If I could sleep well, and wake up early, then maintain a consistent schedule indefinitely, I think my symptoms would continuously improve. The one thing that  does remain a struggle is my personality, I still do not feel like im as "awake" as I was pre strep, sometimes it is still very difficult to talk. My brain just stays at flatline. I used to talk a lot more and joke around a lot and everyone thought I was hilarious (which is still there, but not at all like before. I used to keep track of my jokes I had so many). Its coming back, maybe after this coming visit to Kansas this will begin to take a large turn for the best. Im praying for my body as an entirety to heal and function properly (not just function "enough"), Im praying that my brain fog will be lifted, that I will feel completely like myself again and not just a "part" of myself that survived a war, and Im praying that I will be given the energy and stamina to feel GREAT after this coming week all the way through the school year (or further). Last time, my doctor told me I had near miraculous results with how quickly and significantly my test results improved for the better. I am praying that this will be gloriously repeated.
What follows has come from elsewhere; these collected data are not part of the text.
use cex_core::meta::DatasetMeta;
use serde_json::Value;
use std::collections::BTreeMap;

/// The attribute map of a settled selector choice: the metadata
/// attributes the choice stands for (`model_id`, `experiment`,
/// `variable_id`, ...), with the same value shapes the dataset records
/// carry.
pub type Representative = BTreeMap<String, Value>;

/// The state of a cascading selector chain. A selector is either unset
/// or settled on a representative.
#[derive(Debug, Clone, Default, PartialEq)]
pub struct SelectorState {
    selections: BTreeMap<String, Representative>,
}

impl SelectorState {
    pub fn new() -> Self {
        Self::default()
    }

    /// Settle a selector on a representative.
    pub fn settle(&mut self, selector: &str, representative: Representative) {
        self.selections.insert(selector.to_string(), representative);
    }

    /// Unset a selector (for example when its options were invalidated
    /// by an upstream change).
    pub fn clear(&mut self, selector: &str) {
        self.selections.remove(selector);
    }

    pub fn is_settled(&self, selector: &str) -> bool {
        self.selections.contains_key(selector)
    }

    /// An attribute of the named selector's representative, or `None`
    /// when the selector is unset or lacks the attribute.
    pub fn representative_value(&self, selector: &str, attr: &str) -> Option<&Value> {
        self.selections.get(selector)?.get(attr)
    }

    /// The union of the named selectors' representative attributes.
    /// Later selectors overwrite earlier ones on key collision.
    pub fn constraints_for(&self, selectors: &[&str]) -> Representative {
        let mut merged = Representative::new();
        for selector in selectors {
            if let Some(representative) = self.selections.get(*selector) {
                for (k, v) in representative {
                    merged.insert(k.clone(), v.clone());
                }
            }
        }
        merged
    }

    /// Filter a metadata list by the named selectors' merged constraints,
    /// but only once every named selector has settled. A chain with any
    /// unset member yields an empty list: a partially-chosen filter must
    /// not produce a plausible-looking graph of the wrong datasets.
    /// Results are sorted by `unique_id` for deterministic ordering.
    pub fn filter_meta<'a>(
        &self,
        selectors: &[&str],
        meta: &'a [DatasetMeta],
    ) -> Vec<&'a DatasetMeta> {
        if !selectors.iter().all(|s| self.is_settled(s)) {
            log::debug!("filter_meta: selector chain not settled, returning nothing");
            return Vec::new();
        }
        let constraints = self.constraints_for(selectors);
        let mut matched: Vec<&DatasetMeta> = meta
            .iter()
            .filter(|m| matches_constraints(m, &constraints))
            .collect();
        matched.sort_by(|a, b| a.unique_id.cmp(&b.unique_id));
        matched
    }
}

/// A record matches when every constraint key is present on the record
/// with an equal value. Unknown keys never match.
pub fn matches_constraints(meta: &DatasetMeta, constraints: &Representative) -> bool {
    constraints
        .iter()
        .all(|(key, expected)| meta.attr(key).as_ref() == Some(expected))
}

/// One entry of a selector's option list.
#[derive(Debug, Clone, PartialEq, Eq)]
pub struct SelectorOption {
    pub value: String,
    pub disabled: bool,
}

impl SelectorOption {
    pub fn enabled(value: impl Into<String>) -> Self {
        SelectorOption { value: value.into(), disabled: false }
    }

    pub fn disabled(value: impl Into<String>) -> Self {
        SelectorOption { value: value.into(), disabled: true }
    }
}

/// Whether two variables' annual cycles may be overlaid as a shifted
/// comparison. Conflicts are configured per variable and apply in both
/// directions.
pub fn annual_cycle_shift_allowed(variable_id: &str, comparand_id: &str) -> bool {
    let conflicts = |a: &str, b: &str| cex_config::conflicts_for(a).iter().any(|c| c == b);
    !conflicts(variable_id, comparand_id) && !conflicts(comparand_id, variable_id)
}

/// Pick a valid replacement when a selector's current value may have
/// been invalidated by an upstream change.
///
/// Keeps a current value that is still present and enabled; otherwise
/// takes the configured default when present and enabled; otherwise the
/// first enabled option; otherwise nothing. Never lands on a disabled or
/// absent option, so downstream renders cannot loop on an invalid
/// selection.
pub fn repair_selection(
    current: Option<&str>,
    options: &[SelectorOption],
    default: Option<&str>,
) -> Option<String> {
    let valid = |value: &str| {
        options
            .iter()
            .any(|o| o.value == value && !o.disabled)
    };
    if let Some(current) = current {
        if valid(current) {
            return Some(current.to_string());
        }
    }
    if let Some(default) = default {
        if valid(default) {
            return Some(default.to_string());
        }
    }
    options
        .iter()
        .find(|o| !o.disabled)
        .map(|o| o.value.clone())
}

#[cfg(test)]
mod tests {
    use super::*;
    use cex_core::time::Timescale;
    use chrono::NaiveDate;
    use serde_json::json;

    fn meta_record(unique_id: &str, model: &str, experiment: &str, variable: &str) -> DatasetMeta {
        DatasetMeta {
            unique_id: unique_id.to_string(),
            model_id: model.to_string(),
            experiment: experiment.to_string(),
            variable_id: variable.to_string(),
            variable_name: variable.to_string(),
            ensemble_member: "r1i1p1".to_string(),
            start_date: NaiveDate::from_ymd_opt(1961, 1, 1).unwrap(),
            end_date: NaiveDate::from_ymd_opt(1990, 12, 31).unwrap(),
            timescale: Timescale::Monthly,
            multi_year_mean: true,
        }
    }

    fn representative(pairs: &[(&str, &str)]) -> Representative {
        pairs
            .iter()
            .map(|(k, v)| (k.to_string(), json!(v)))
            .collect()
    }

    #[test]
    fn test_representative_value() {
        let mut state = SelectorState::new();
        state.settle("model", representative(&[("model_id", "CanESM2")]));
        assert_eq!(
            state.representative_value("model", "model_id"),
            Some(&json!("CanESM2"))
        );
        assert_eq!(state.representative_value("model", "experiment"), None);
        assert_eq!(state.representative_value("scenario", "experiment"), None);
    }

    #[test]
    fn test_constraints_for_later_selectors_win() {
        let mut state = SelectorState::new();
        state.settle(
            "model",
            representative(&[("model_id", "CanESM2"), ("experiment", "stale")]),
        );
        state.settle("scenario", representative(&[("experiment", "rcp85")]));
        let constraints = state.constraints_for(&["model", "scenario"]);
        assert_eq!(constraints["model_id"], json!("CanESM2"));
        assert_eq!(constraints["experiment"], json!("rcp85"));
    }

    #[test]
    fn test_filter_meta_requires_every_selector_settled() {
        let meta = vec![
            meta_record("b", "CanESM2", "rcp85", "tasmax"),
            meta_record("a", "CanESM2", "rcp85", "tasmax"),
            meta_record("c", "CanESM2", "rcp85", "pr"),
        ];
        let mut state = SelectorState::new();
        state.settle("model", representative(&[("model_id", "CanESM2")]));
        state.settle("scenario", representative(&[("experiment", "rcp85")]));

        // variable is still unset: nothing matches, no matter how many
        // records the settled selectors alone would select
        assert!(state
            .filter_meta(&["model", "scenario", "variable"], &meta)
            .is_empty());

        state.settle("variable", representative(&[("variable_id", "tasmax")]));
        let filtered = state.filter_meta(&["model", "scenario", "variable"], &meta);
        let ids: Vec<&str> = filtered.iter().map(|m| m.unique_id.as_str()).collect();
        // Sorted by unique_id
        assert_eq!(ids, vec!["a", "b"]);
    }

    #[test]
    fn test_filter_meta_unknown_constraint_key_matches_nothing() {
        let meta = vec![meta_record("a", "CanESM2", "rcp85", "tasmax")];
        let mut state = SelectorState::new();
        state.settle("model", representative(&[("no_such_attr", "x")]));
        assert!(state.filter_meta(&["model"], &meta).is_empty());
    }

    #[test]
    fn test_repair_selection_prefers_current_then_default() {
        let options = vec![
            SelectorOption::disabled("ACCESS1-0"),
            SelectorOption::enabled("CanESM2"),
            SelectorOption::enabled("CNRM-CM5"),
        ];
        // Valid current survives
        assert_eq!(
            repair_selection(Some("CNRM-CM5"), &options, Some("CanESM2")),
            Some("CNRM-CM5".to_string())
        );
        // Invalid current falls back to the configured default
        assert_eq!(
            repair_selection(Some("GFDL-ESM2G"), &options, Some("CanESM2")),
            Some("CanESM2".to_string())
        );
        // Disabled default falls through to the first enabled option
        assert_eq!(
            repair_selection(Some("GFDL-ESM2G"), &options, Some("ACCESS1-0")),
            Some("CanESM2".to_string())
        );
        // No valid option at all
        let all_disabled = vec![SelectorOption::disabled("ACCESS1-0")];
        assert_eq!(repair_selection(Some("x"), &all_disabled, None), None);
    }

    #[test]
    fn test_annual_cycle_shift_allowed_without_configured_conflicts() {
        // Nothing installs variable options in this test binary, so no
        // pair conflicts.
        assert!(annual_cycle_shift_allowed("tasmax", "pr"));
        assert!(annual_cycle_shift_allowed("pr", "pr"));
    }
}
How am I doing on making up for the lost time I was in hiatus?? I told you, thoughts are in there!!

1 comment:

  1. Oh my friend! I am so grateful God put you in my life. This post gave me so much courage in this stage of my life. I need to respect myself more and be okay with carefully choosing who I spend my time with. Thank you for that example and for once again reminding me I am not alone in this earth life journey. I am so sorry about the loss of your previous best friend. It is so painful to lose those we love but it seems you have handled it with grace. I pray your doctors visit is a success and you are well prepared for the school year.